During the time in which the Wyoming Patient continues in a persistent vegetative state, this proclamation must address both the issue of life support and the issue of artificial nutrition, which are two separate issues. If the Wyoming Patient is rendered helpless for a lengthy period of time as a result of a persistent coma, they may state in Item 3 that they want their dietary and hydration requirements handled while they are disabled. Then, from the drop-down menu, choose "Yes, I want feeding tubes to be used..." from the list.
If the Wyoming Declarant does not want his or her body's sustenance and hydration levels maintained while in a persistent vegetative state, the option "No, I Do Not Want Feeding Tubes Used..." must be chosen. It's vital to understand that this will prevent any kind of feeding or hydration therapy, including intravenous nutrition, from being approved under these circumstances.
If the patient does not choose to make a statement in this document on being fed artificially while in a permanent vegetative state, Wyoming Health Care Professionals will maintain the patient's nutritional and hydration levels at an acceptable level while he or she is in a coma.
Step 7 – Present the Executing Signature and Date of the Wyoming Declarant
The Wyoming patient or declarant must carry out this living will in the presence of at least two witnesses in order for it to be valid. Each of these parties, starting with the Wyoming Patient/Declarant, will be subject to a set of rules and procedures. To complete the signing procedure, the Wyoming Declarant must indicate his or her address and birth date on the "Address" and "Date Of Birth" lines, respectively. It will be feasible to definitely identify the Wyoming Patient who made the above-mentioned remark based on the data provided.
Step 8: Obtain a statement from a witness to verify the validity and originality of the document.
This is the moment at which a Wyoming Declarant is expected to pass out the papers to all of the witnesses who are present, so that Witness One may read and sign the first "Witness Signature" line that appears after the Wyoming Declarant's signature. The present date must also be written as "Date Signed" in this column by Witness One, and the signature must be seen by another witness. The signature date of Witness One must be placed in the second line immediately after signing and must be the same as the signature date of the Wyoming Declarant in order for the document to be valid.
Witness It is required to print your name on the "Print Name" line below in order to be verified as the person who entered the information.

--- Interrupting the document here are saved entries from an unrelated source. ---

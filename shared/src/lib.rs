pub mod canonical;
pub mod crypto;
pub mod error;
pub mod hash;
pub mod types;

pub use crypto::{
    public_key_from_bytes, sign_message, verify_message, KeyPair, PrivateKey, PublicKey,
    Signature, SignatureAlgorithm,
};
pub use error::{BlockchainError, ErrorCode};
pub use hash::Hash256;

pub type Result<T> = std::result::Result<T, BlockchainError>;
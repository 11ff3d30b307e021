//! Sender-side cache of recently emitted fragments, kept around to
//! serve retransmission requests.

use crate::fragment::Fragment;
use lru::LruCache;
use std::num::NonZeroUsize;
use std::time::{Duration, Instant};

#[derive(Debug, Clone)]
pub struct FragmentCacheConfig {
    pub max_age: Duration,
    pub max_sessions: usize,
    pub max_memory_bytes: usize,
}

impl Default for FragmentCacheConfig {
    fn default() -> Self {
        Self {
            max_age: Duration::from_secs(5 * 60),
            max_sessions: 256,
            max_memory_bytes: 10 * 1024 * 1024,
        }
    }
}

struct Session {
    fragments: Vec<Option<Fragment>>,
    inserted_at: Instant,
    byte_size: usize,
}

/// Caches outgoing fragments by `message_id` so a peer's retransmit
/// request can be served without re-fragmenting the original payload.
pub struct FragmentCache {
    sessions: LruCache<[u8; 16], Session>,
    config: FragmentCacheConfig,
    total_bytes: usize,
}

impl FragmentCache {
    #[must_use]
    pub fn new(config: FragmentCacheConfig) -> Self {
        let capacity = NonZeroUsize::new(config.max_sessions.max(1)).unwrap();
        Self { sessions: LruCache::new(capacity), config, total_bytes: 0 }
    }

    pub fn insert_all(&mut self, fragments: &[Fragment]) {
        self.sweep();
        if fragments.is_empty() {
            return;
        }
        let message_id = fragments[0].header.message_id;
        let total = fragments[0].header.total_fragments as usize;
        let byte_size: usize = fragments.iter().map(Fragment::frame_len).sum();

        let mut slots: Vec<Option<Fragment>> = vec![None; total];
        for fragment in fragments {
            let idx = fragment.header.sequence_number as usize;
            if idx < slots.len() {
                slots[idx] = Some(fragment.clone());
            }
        }

        if let Some(evicted) = self.sessions.put(message_id, Session { fragments: slots, inserted_at: Instant::now(), byte_size }) {
            self.total_bytes = self.total_bytes.saturating_sub(evicted.byte_size);
        }
        self.total_bytes += byte_size;
        self.evict_for_memory();
    }

    #[must_use]
    pub fn get(&mut self, message_id: &[u8; 16], sequence_number: u16) -> Option<Fragment> {
        self.sessions.get(message_id).and_then(|session| session.fragments.get(sequence_number as usize).cloned().flatten())
    }

    /// Drops sessions older than `max_age`.
    pub fn sweep(&mut self) {
        let max_age = self.config.max_age;
        let stale: Vec<[u8; 16]> = self
            .sessions
            .iter()
            .filter(|(_, session)| session.inserted_at.elapsed() > max_age)
            .map(|(id, _)| *id)
            .collect();
        for id in stale {
            if let Some(session) = self.sessions.pop(&id) {
                self.total_bytes = self.total_bytes.saturating_sub(session.byte_size);
            }
        }
    }

    fn evict_for_memory(&mut self) {
        while self.total_bytes > self.config.max_memory_bytes {
            let Some((_, session)) = self.sessions.pop_lru() else { break };
            self.total_bytes = self.total_bytes.saturating_sub(session.byte_size);
        }
    }

    #[must_use]
    pub fn session_count(&self) -> usize {
        self.sessions.len()
    }
}
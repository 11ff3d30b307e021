//! Sublevel-scoped key-value persistence for the node: a fixed,
//! closed namespace of sublevels, each backed by its own tree with its
//! own atomic batches, sitting behind a disk (`sled`) or in-memory
//! implementation of the same [`Store`] trait.

pub mod kv;
pub mod memory;
pub mod sled_store;
pub mod store;
pub mod sublevel;
pub mod value;

pub use kv::{BatchOp, KeyValue};
pub use memory::MemoryStore;
pub use sled_store::SledStore;
pub use store::Store;
pub use sublevel::Sublevel;
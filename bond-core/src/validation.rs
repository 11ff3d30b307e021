//! Whole-block validation: combines structural checks, chain linkage,
//! and per-transaction UTXO checks into one non-short-circuiting result.

use crate::block::{Block, ValidationResult};
use crate::utxo::UtxoSet;

/// Validates `block` against its predecessor (if any, `None` only
/// for genesis) and the UTXO set it would be applied to. Every
/// detectable defect is reported; the function never stops at the
/// first violation.
#[must_use]
pub fn validate_block(block: &Block, previous: Option<&Block>, utxo_set: &UtxoSet) -> ValidationResult {
    let mut errors = block.validate_basic();

    match previous {
        Some(previous) => errors.extend(block.validate_against_previous(previous)),
        None => {
            if !block.is_genesis() {
                errors.push("non-genesis block has no previous block to validate against".to_string());
            }
        }
    }

    for tx in &block.transactions {
        if tx.is_coinbase() {
            continue;
        }
        if let Err(e) = tx.validate_against_utxo_set(utxo_set) {
            errors.push(format!("transaction {} failed UTXO validation: {e}", tx.id));
        }
    }

    ValidationResult::from_errors(errors)
}

#[cfg(test)]
mod tests {
    use super::*;
    use crate::script::LockingScript;
    use crate::transaction::UTXOTransaction;
    use shared::Hash256;

    #[test]
    fn valid_genesis_block_has_no_errors() {
        let tx = UTXOTransaction::coinbase(LockingScript::Address("lora1a".into()), 1000, 1_700_000_000_000);
        let block = Block::genesis(1_700_000_000_000, 1, vec![tx]);
        let result = validate_block(&block, None, &UtxoSet::new());
        assert!(result.valid, "unexpected errors: {:?}", result.errors);
    }

    #[test]
    fn missing_previous_for_non_genesis_is_reported() {
        let tx = UTXOTransaction::coinbase(LockingScript::Address("lora1a".into()), 1000, 1_700_000_000_000);
        let block = Block::new(1, 1_700_000_000_000, Hash256::zero(), 1, None, vec![tx]);
        let result = validate_block(&block, None, &UtxoSet::new());
        assert!(!result.valid);
    }

    #[test]
    fn three_distinct_defects_yield_at_least_three_errors() {
        let tx = UTXOTransaction::coinbase(LockingScript::Address("lora1a".into()), 1000, 1_700_000_000_000);
        let mut block = Block::genesis(1_700_000_000_000, 0, vec![tx]);
        block.merkle_root = Hash256::sha256(b"wrong");
        block.hash = Hash256::sha256(b"also wrong");

        let result = validate_block(&block, None, &UtxoSet::new());
        assert!(!result.valid);
        assert!(result.errors.len() >= 3, "{:?}", result.errors);
    }
}
//! The sublevel-scoped key-value store contract.

use crate::kv::{BatchOp, KeyValue};
use crate::sublevel::Sublevel;
use crate::value;
use async_trait::async_trait;
use serde::{de::DeserializeOwned, Serialize};
use shared::Result;

/// A sublevel-scoped, batch-capable key-value store.
///
/// Implementations guarantee atomicity of a [`Store::batch`] call only
/// within a single sublevel: a batch spanning several sublevels is
/// applied as one atomic write per sublevel, not as one atomic write
/// across all of them.
///
/// `iterate` returns a bounded page rather than a true lazy stream;
/// callers page through a sublevel by re-issuing it with `start` set
/// to the key just past the last one returned, which is the same
/// restartable-cursor shape a true async iterator would expose.
#[async_trait]
pub trait Store: Send + Sync {
    async fn get(&self, sublevel: Sublevel, key: &str) -> Result<Option<Vec<u8>>>;

    async fn put(&self, sublevel: Sublevel, key: &str, value: Vec<u8>) -> Result<()>;

    async fn del(&self, sublevel: Sublevel, key: &str) -> Result<()>;

    /// Applies every operation, grouped and committed atomically per
    /// sublevel.
    async fn batch(&self, ops: Vec<BatchOp>) -> Result<()>;

    /// Returns up to `limit` entries from `sublevel` with keys in
    /// `[start, end)` (or `(end, start]` when `reverse` is set),
    /// ordered by key.
    async fn iterate(
        &self,
        sublevel: Sublevel,
        start: Option<&str>,
        end: Option<&str>,
        limit: usize,
        reverse: bool,
    ) -> Result<Vec<KeyValue>>;

    /// Reads and deserializes a bincode-encoded value. A deserialization
    /// failure is logged and downgraded to `Ok(None)` rather than
    /// propagated, per the store's corrupt-read contract: a single
    /// damaged record must not make an otherwise-healthy sublevel
    /// unreadable.
    async fn get_typed<T: DeserializeOwned + Send>(&self, sublevel: Sublevel, key: &str) -> Result<Option<T>>
    where
        Self: Sized,
    {
        let Some(bytes) = self.get(sublevel, key).await? else {
            return Ok(None);
        };
        match value::decode::<T>(&bytes) {
            Ok(v) => Ok(Some(v)),
            Err(e) => {
                tracing::warn!(sublevel = sublevel.name(), key, error = %e, "corrupt record downgraded to not-found");
                Ok(None)
            }
        }
    }

    async fn put_typed<T: Serialize + Sync>(
        &self,
        sublevel: Sublevel,
        key: &str,
        value: &T,
        compress: bool,
    ) -> Result<()>
    where
        Self: Sized,
    {
        let bytes = value::encode(value, compress)?;
        self.put(sublevel, key, bytes).await
    }
}
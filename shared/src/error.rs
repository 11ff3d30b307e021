use thiserror::Error;

/// Machine-readable error codes surfaced alongside every user-visible
/// failure, independent of the human-readable message carried by the
/// variant itself.
#[derive(Debug, Clone, Copy, PartialEq, Eq)]
pub enum ErrorCode {
    NotFound,
    InvalidBlock,
    InvalidTransaction,
    InvalidFragment,
    InvalidConfig,
    InvalidProof,
    InvalidAddress,
    IntegrityViolation,
    Exhausted,
    Timeout,
    Unauthorized,
    IoFailure,
    Corrupt,
    Internal,
}

impl ErrorCode {
    #[must_use]
    pub const fn as_str(self) -> &'static str {
        match self {
            Self::NotFound => "NOT_FOUND",
            Self::InvalidBlock => "INVALID_BLOCK",
            Self::InvalidTransaction => "INVALID_TRANSACTION",
            Self::InvalidFragment => "INVALID_FRAGMENT",
            Self::InvalidConfig => "INVALID_CONFIG",
            Self::InvalidProof => "INVALID_PROOF",
            Self::InvalidAddress => "INVALID_ADDRESS",
            Self::IntegrityViolation => "INTEGRITY_VIOLATION",
            Self::Exhausted => "EXHAUSTED",
            Self::Timeout => "TIMEOUT",
            Self::Unauthorized => "UNAUTHORIZED",
            Self::IoFailure => "IO_FAILURE",
            Self::Corrupt => "CORRUPT",
            Self::Internal => "INTERNAL_ERROR",
        }
    }
}

impl std::fmt::Display for ErrorCode {
    fn fmt(&self, f: &mut std::fmt::Formatter<'_>) -> std::fmt::Result {
        write!(f, "{}", self.as_str())
    }
}

/// Cross-cutting error taxonomy shared by every crate in the workspace.
#[derive(Error, Debug)]
pub enum BlockchainError {
    #[error("not found: {0}")]
    NotFound(String),

    #[error("invalid block: {0}")]
    InvalidBlock(String),

    #[error("invalid transaction: {0}")]
    InvalidTransaction(String),

    #[error("invalid fragment: {0}")]
    InvalidFragment(String),

    #[error("invalid config: {0}")]
    InvalidConfig(String),

    #[error("invalid proof: {0}")]
    InvalidProof(String),

    #[error("invalid address: {0}")]
    InvalidAddress(String),

    #[error("integrity violation: {0}")]
    IntegrityViolation(String),

    #[error("resource exhausted: {0}")]
    Exhausted(String),

    #[error("operation timed out: {0}")]
    Timeout(String),

    #[error("unauthorized: {0}")]
    Unauthorized(String),

    #[error("I/O failure: {0}")]
    IoFailure(String),

    #[error("corrupt data: {0}")]
    Corrupt(String),

    #[error("cryptographic error: {0}")]
    CryptographicError(String),

    #[error("serialization error: {0}")]
    SerializationError(String),

    #[error("network error: {0}")]
    NetworkError(String),

    #[error("internal error: {0}")]
    Internal(String),
}

impl BlockchainError {
    #[must_use]
    pub const fn code(&self) -> ErrorCode {
        match self {
            Self::NotFound(_) => ErrorCode::NotFound,
            Self::InvalidBlock(_) => ErrorCode::InvalidBlock,
            Self::InvalidTransaction(_) => ErrorCode::InvalidTransaction,
            Self::InvalidFragment(_) => ErrorCode::InvalidFragment,
            Self::InvalidConfig(_) => ErrorCode::InvalidConfig,
            Self::InvalidProof(_) => ErrorCode::InvalidProof,
            Self::InvalidAddress(_) => ErrorCode::InvalidAddress,
            Self::IntegrityViolation(_) => ErrorCode::IntegrityViolation,
            Self::Exhausted(_) => ErrorCode::Exhausted,
            Self::Timeout(_) => ErrorCode::Timeout,
            Self::Unauthorized(_) => ErrorCode::Unauthorized,
            Self::IoFailure(_) | Self::NetworkError(_) => ErrorCode::IoFailure,
            Self::Corrupt(_) => ErrorCode::Corrupt,
            Self::CryptographicError(_) | Self::SerializationError(_) | Self::Internal(_) => {
                ErrorCode::Internal
            }
        }
    }
}

#[cfg(test)]
mod tests {
    use super::*;

    #[test]
    fn error_code_matches_variant() {
        let err = BlockchainError::NotFound("utxo".into());
        assert_eq!(err.code(), ErrorCode::NotFound);
        assert_eq!(err.code().as_str(), "NOT_FOUND");
    }

    #[test]
    fn corrupt_and_timeout_codes() {
        assert_eq!(
            BlockchainError::Corrupt("bad msgpack".into()).code(),
            ErrorCode::Corrupt
        );
        assert_eq!(
            BlockchainError::Timeout("sync phase".into()).code(),
            ErrorCode::Timeout
        );
    }
}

As soon as the Wyoming Patient and the Witness have signed the forms, Witness Two must take ownership of the papers that she has in her hands. he or she must read and sign the identical testimony as Witness One, using the "Witness Signature" that is still accessible, in order to be considered credible.
Step 9 – Make a list of the Wyoming Directive Keepers.
The blank lines underneath the dividing symbols "****" have been included in order to allow for the distribution of a list of every political party with whom the Wyoming Declarant has shared this document. It is advised that, in addition to the recipient's name, the recipient's contact information be included with the declaration.